Donc, le fait que tant d’argent ait été consacré à l’exploitation du pétrole et du gaz de schistes ne signifie pas que quelqu’un au sommet a décidé que c’était la chose à faire. C’est simplement que les investisseurs ont tendance à diriger leurs ressources financières là où ils pensent qu’ils obtiendront le rendement le plus élevé dans les plus brefs délais. De nombreux plans d’investissement (peut-être tous) promettant ce type de rendement sont des plans Ponzi. Mais s’il existe des combines à la Ponzi, il doit y avoir une raison pour qu’elles existent. Et la raison n’est pas que les gens sont stupides, c’est qu’ils surestiment leur intelligence (une caractéristique bien connue du cerveau humain) et qu’ils ont confiance en leur capacité d’encaisser leur bénéfice et de décamper avant que l’ensemble ne leur tombe sur la tête.
L’investissement dans le pétrole de schistes est en cours depuis plus d’une décennie et n’a pas généré de profits jusqu’à présent. Peu importe : il déplace de l’argent, il crée de la richesse, il augmente le PIB. Ainsi, les politiciens font pression pour l’extraction du schiste bitumineux aussi parce que l’idée de « domination énergétique » leur donne ce look macho dont ils ont besoin pour obtenir des votes.

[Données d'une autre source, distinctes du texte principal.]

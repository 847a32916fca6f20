//! Draw commands and the per-frame command queue.
//!
//! Upstream renderers (scene traversal, UI, debug overlays) push triangles
//! into a [`CommandQueue`] in any order. Once all of a frame's commands are
//! in, [`CommandQueue::drain_sorted`] hands them back ordered by
//! `(layer, depth)` so a single linear pass over the result draws the frame
//! with correct layering.

use glam::Vec2;

use crate::color::Color;
use crate::texture::TextureHandle;

/// Coordinate space a command's vertices are expressed in.
///
/// The flag travels per-vertex into the attribute stream; the vertex shader
/// applies the camera transform to world-space vertices and a plain
/// pixels-to-clip mapping to screen-space ones.
#[derive(Debug, Clone, Copy, PartialEq, Eq, Hash)]
pub enum DrawSpace {
    /// Camera-relative coordinates.
    World,
    /// Device-relative coordinates (UI, overlays).
    Screen,
}

impl DrawSpace {
    pub(crate) fn flag(self) -> f32 {
        match self {
            DrawSpace::World => 0.0,
            DrawSpace::Screen => 1.0,
        }
    }
}

/// Payload of a draw command.
#[derive(Debug, Clone, Copy, PartialEq)]
pub enum CommandPayload {
    /// One color applied to all three vertices.
    Colored { color: Color },
    /// A texture sampled with per-vertex UVs.
    Textured {
        texture: TextureHandle,
        uvs: [Vec2; 3],
    },
}

/// One immutable triangle queued for the current frame.
#[derive(Debug, Clone, Copy, PartialEq)]
pub struct DrawCommand {
    /// Coarse ordering group (e.g. world pass vs. screen-space UI).
    pub layer: i32,
    /// Fine ordering value within a layer.
    pub depth: f32,
    pub space: DrawSpace,
    /// Untransformed corner positions.
    pub vertices: [Vec2; 3],
    pub payload: CommandPayload,
}

/// Unordered collection of the frame's draw commands.
///
/// Producers must finish pushing before the frame's batching pass drains the
/// queue; the `&mut self` receivers make a concurrent push/drain
/// unrepresentable.
#[derive(Debug, Default)]
pub struct CommandQueue {
    commands: Vec<DrawCommand>,
}

impl CommandQueue {
    pub fn new() -> Self {
        Self::default()
    }

    pub fn len(&self) -> usize {
        self.commands.len()
    }

    pub fn is_empty(&self) -> bool {
        self.commands.is_empty()
    }

    /// Append a command.
    ///
    /// Returns `false` (and drops the command) when a colored command is
    /// fully transparent: it would cost a draw without touching a pixel.
    pub fn push(&mut self, cmd: DrawCommand) -> bool {
        if let CommandPayload::Colored { color } = &cmd.payload {
            if color.a <= 0.0 {
                return false;
            }
        }
        self.commands.push(cmd);
        true
    }

    /// Queue one flat-colored triangle.
    pub fn push_colored(
        &mut self,
        layer: i32,
        depth: f32,
        space: DrawSpace,
        vertices: [Vec2; 3],
        color: Color,
    ) -> bool {
        self.push(DrawCommand {
            layer,
            depth,
            space,
            vertices,
            payload: CommandPayload::Colored { color },
        })
    }

    /// Queue one textured triangle.
    pub fn push_textured(
        &mut self,
        layer: i32,
        depth: f32,
        space: DrawSpace,
        vertices: [Vec2; 3],
        uvs: [Vec2; 3],
        texture: TextureHandle,
    ) -> bool {
        self.push(DrawCommand {
            layer,
            depth,
            space,
            vertices,
            payload: CommandPayload::Textured { texture, uvs },
        })
    }

    /// Queue an axis-aligned rectangle as two triangles sharing one key.
    pub fn push_rect(
        &mut self,
        layer: i32,
        depth: f32,
        space: DrawSpace,
        min: Vec2,
        max: Vec2,
        color: Color,
    ) -> bool {
        let (a, b) = rect_triangles(min, max);
        // Both triangles share the color: either both enqueue or neither.
        self.push_colored(layer, depth, space, a, color)
            && self.push_colored(layer, depth, space, b, color)
    }

    /// Queue a textured axis-aligned rectangle as two triangles.
    pub fn push_textured_rect(
        &mut self,
        layer: i32,
        depth: f32,
        space: DrawSpace,
        min: Vec2,
        max: Vec2,
        uv_min: Vec2,
        uv_max: Vec2,
        texture: TextureHandle,
    ) -> bool {
        let (a, b) = rect_triangles(min, max);
        let (uv_a, uv_b) = rect_triangles(uv_min, uv_max);
        self.push_textured(layer, depth, space, a, uv_a, texture)
            && self.push_textured(layer, depth, space, b, uv_b, texture)
    }

    /// Sort the queued commands ascending by `(layer, depth)` key, clear the
    /// queue, and return them for one-time consumption.
    ///
    /// The key is `layer + normalize(depth)` where `normalize` maps depth
    /// into the unit interval using the frame's observed depth range, so
    /// depth never reorders commands across layer boundaries. Commands with
    /// equal keys keep no particular relative order.
    pub fn drain_sorted(&mut self) -> Vec<DrawCommand> {
        let mut commands = std::mem::take(&mut self.commands);
        if commands.len() < 2 {
            return commands;
        }

        let mut min_depth = f32::INFINITY;
        let mut max_depth = f32::NEG_INFINITY;
        for cmd in &commands {
            min_depth = min_depth.min(cmd.depth);
            max_depth = max_depth.max(cmd.depth);
        }
        let depth_offset = (-min_depth).max(0.0);
        let depth_range = max_depth + depth_offset;

        commands.sort_unstable_by(|a, b| {
            sort_key(a, depth_offset, depth_range).total_cmp(&sort_key(b, depth_offset, depth_range))
        });
        commands
    }
}

/// Frame-local sort key. `depth_range == 0` means every queued depth is
/// identical after offsetting; all of those keys tie.
fn sort_key(cmd: &DrawCommand, depth_offset: f32, depth_range: f32) -> f32 {
    let normalized = if depth_range > 0.0 {
        (cmd.depth + depth_offset) / depth_range
    } else {
        0.0
    };
    cmd.layer as f32 + normalized
}

fn rect_triangles(min: Vec2, max: Vec2) -> ([Vec2; 3], [Vec2; 3]) {
    let tl = Vec2::new(min.x, min.y);
    let tr = Vec2::new(max.x, min.y);
    let bl = Vec2::new(min.x, max.y);
    let br = Vec2::new(max.x, max.y);
    ([tl, tr, bl], [tr, br, bl])
}

#[cfg(test)]
mod tests {
    use super::*;

    fn tri() -> [Vec2; 3] {
        [Vec2::ZERO, Vec2::X, Vec2::Y]
    }

    fn depth_of(cmd: &DrawCommand) -> f32 {
        cmd.depth
    }

    #[test]
    fn transparent_colored_commands_are_dropped() {
        let mut queue = CommandQueue::new();
        assert!(!queue.push_colored(0, 0.0, DrawSpace::World, tri(), Color::TRANSPARENT));
        assert!(queue.is_empty());

        assert!(queue.push_colored(0, 0.0, DrawSpace::World, tri(), Color::RED));
        assert_eq!(queue.len(), 1);
    }

    #[test]
    fn transparent_textured_commands_are_kept() {
        // The drop rule is about colors; textures carry their own alpha.
        let mut queue = CommandQueue::new();
        assert!(queue.push_textured(
            0,
            0.0,
            DrawSpace::World,
            tri(),
            tri(),
            TextureHandle::from_raw(7),
        ));
        assert_eq!(queue.len(), 1);
    }

    #[test]
    fn drain_sorts_by_depth_within_a_layer() {
        let mut queue = CommandQueue::new();
        for depth in [1.0, -1.0, 0.0] {
            queue.push_colored(0, depth, DrawSpace::World, tri(), Color::WHITE);
        }

        let drained = queue.drain_sorted();
        let depths: Vec<f32> = drained.iter().map(depth_of).collect();
        assert_eq!(depths, vec![-1.0, 0.0, 1.0]);
        assert!(queue.is_empty());
    }

    #[test]
    fn drain_orders_layers_before_depth() {
        let mut queue = CommandQueue::new();
        queue.push_colored(0, 3.0, DrawSpace::World, tri(), Color::WHITE);
        queue.push_colored(0, 1.0, DrawSpace::World, tri(), Color::WHITE);
        queue.push_colored(1, 2.0, DrawSpace::Screen, tri(), Color::WHITE);
        queue.push_colored(1, 4.0, DrawSpace::Screen, tri(), Color::WHITE);

        let drained = queue.drain_sorted();
        let keys: Vec<(i32, f32)> = drained.iter().map(|c| (c.layer, c.depth)).collect();
        assert_eq!(keys, vec![(0, 1.0), (0, 3.0), (1, 2.0), (1, 4.0)]);
    }

    #[test]
    fn negative_depths_stay_inside_their_layer() {
        let mut queue = CommandQueue::new();
        queue.push_colored(1, 0.5, DrawSpace::World, tri(), Color::WHITE);
        queue.push_colored(0, -8.0, DrawSpace::World, tri(), Color::WHITE);
        queue.push_colored(0, -2.0, DrawSpace::World, tri(), Color::WHITE);

        let drained = queue.drain_sorted();
        let keys: Vec<(i32, f32)> = drained.iter().map(|c| (c.layer, c.depth)).collect();
        assert_eq!(keys, vec![(0, -8.0), (0, -2.0), (1, 0.5)]);
    }

    #[test]
    fn equal_depths_do_not_panic() {
        let mut queue = CommandQueue::new();
        for _ in 0..4 {
            queue.push_colored(2, 7.0, DrawSpace::World, tri(), Color::WHITE);
        }
        let drained = queue.drain_sorted();
        assert_eq!(drained.len(), 4);
        assert!(drained.iter().all(|c| c.layer == 2));
    }

    #[test]
    fn drain_on_empty_queue_is_empty() {
        let mut queue = CommandQueue::new();
        assert!(queue.drain_sorted().is_empty());
    }

    #[test]
    fn rect_expands_to_two_triangles() {
        let mut queue = CommandQueue::new();
        assert!(queue.push_rect(
            0,
            0.0,
            DrawSpace::Screen,
            Vec2::ZERO,
            Vec2::new(10.0, 20.0),
            Color::BLUE,
        ));
        assert_eq!(queue.len(), 2);

        assert!(!queue.push_rect(
            0,
            0.0,
            DrawSpace::Screen,
            Vec2::ZERO,
            Vec2::ONE,
            Color::TRANSPARENT,
        ));
        assert_eq!(queue.len(), 2);
    }
}
//! Vesper draw-command batching and GPU submission.
//!
//! The pipeline takes an unordered set of per-frame draw requests (colored
//! and textured triangles) and turns them into a minimal, correctly
//! depth/layer-ordered sequence of GPU draw calls under two hard capacity
//! limits: the vertex attribute buffer size and the number of
//! simultaneously bound textures.
//!
//! Flow per frame:
//!
//! 1. Upstream renderers push [`DrawCommand`]s into a [`CommandQueue`].
//! 2. [`Batcher2D::run_frame`] drains the queue sorted by `(layer, depth)`
//!    and packs commands into fixed-capacity batches.
//! 3. Each full batch — and the tail — is flushed through a
//!    [`GpuSubmitter`]; the shipped backend is [`WgpuSubmitter`].
//!
//! Capacity pressure degrades performance (more draw calls, visible in
//! [`FrameStats`]), never correctness.

pub mod batch;
pub mod color;
pub mod command;
pub mod context;
pub mod flush;
pub mod pipeline;
pub mod submit;
pub mod texture;
pub mod wgpu_submit;

pub use batch::{AttributeBuffer, BatchAccumulator, PositionAttr, ShadeAttr, TextureUnits};
pub use color::Color;
pub use command::{CommandPayload, CommandQueue, DrawCommand, DrawSpace};
pub use context::{ContextError, GraphicsContext};
pub use flush::{Batcher2D, BatcherConfig, ConfigError, FrameStats};
pub use submit::{FrameUniforms, FrameUniformsRaw, GpuSubmitter, SubmitError};
pub use texture::{TextureHandle, TextureRegistry, TextureSlot};
pub use wgpu_submit::WgpuSubmitter;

Mais il y a plus que cela dans cette histoire, c’est le côté militaire. Nous savons tous que les guerres sont gagnées par ceux qui peuvent y consacrer plus de ressources. C’est ainsi que la Première et la Seconde guerre mondiale ont été gagnées : les alliés pouvaient produire plus d’énergie sous forme de pétrole, de charbon et de gaz. Et avec ces sources d’énergie, ils pouvaient produire plus de choses, des avions, des chars, des canons, des bombes, des balles, et plus de choses qui ont été jetées sur les Allemands jusqu’à ce qu’ils renoncent. Matthieu Auzanneau nous donne de nombreux exemples de ce mécanisme dans son livre L’Or Noir. Les Allemands ont toujours manqué de pétrole pour alimenter leur machine militaire et c’est pourquoi ils étaient condamnés dès le début.
Pour les militaires, la leçon à tirer des guerres mondiales passées est que les guerres sont gagnées par la partie qui possède la plus grande réserve de pétrole. Et ils s’en souviennent. Donc, si vous voulez atteindre la domination militaire, l’indépendance énergétique ne suffit pas, vous devez atteindre la domination énergétique.
C’est pourquoi tout a un sens, compte tenu également de certains résultats récents sur les tendances statistiques des guerres. Les guerres, semble-t-il, sont corrélées au phénomène thermodynamique de la dissipation de l’entropie dans les systèmes complexes. Plus il y a d’énergie à dissiper, plus vite elle est dissipée. Et si cette dissipation est vraiment rapide, elle peut prendre la forme d’une guerre – la guerre est certainement le moyen le plus rapide de détruire (dissiper) les ressources accumulées. Mais, pour dissiper les ressources, il faut d’abord les accumuler, et c’est le rôle du pétrole de schistes dans la situation actuelle.
Ce qui veut dire que le schiste bitumineux n’est pas une ressource naturelle, c’est une ressource militaire. En tant que tel, cela n’a pas d’importance qu’il rapporte un profit ou non pour les investisseurs. Ce qui compte, c’est de savoir comment l’utiliser pour maintenir et développer cette gigantesque structure sociale et économique que nous appelons « globalisation » (un autre slogan qui peut être décodé comme « l’empire mondial »).
Tant que la production de schiste bitumineux augmentera, nous courons le risque d’une nouvelle guerre mondiale majeure. Nous ne pouvons qu’espérer que la bulle de schiste éclate d’elle-même d’abord. Une bonne raison de plus pour qu’un effondrement de Sénèque de la production pétrolière soit bon pour nous tous.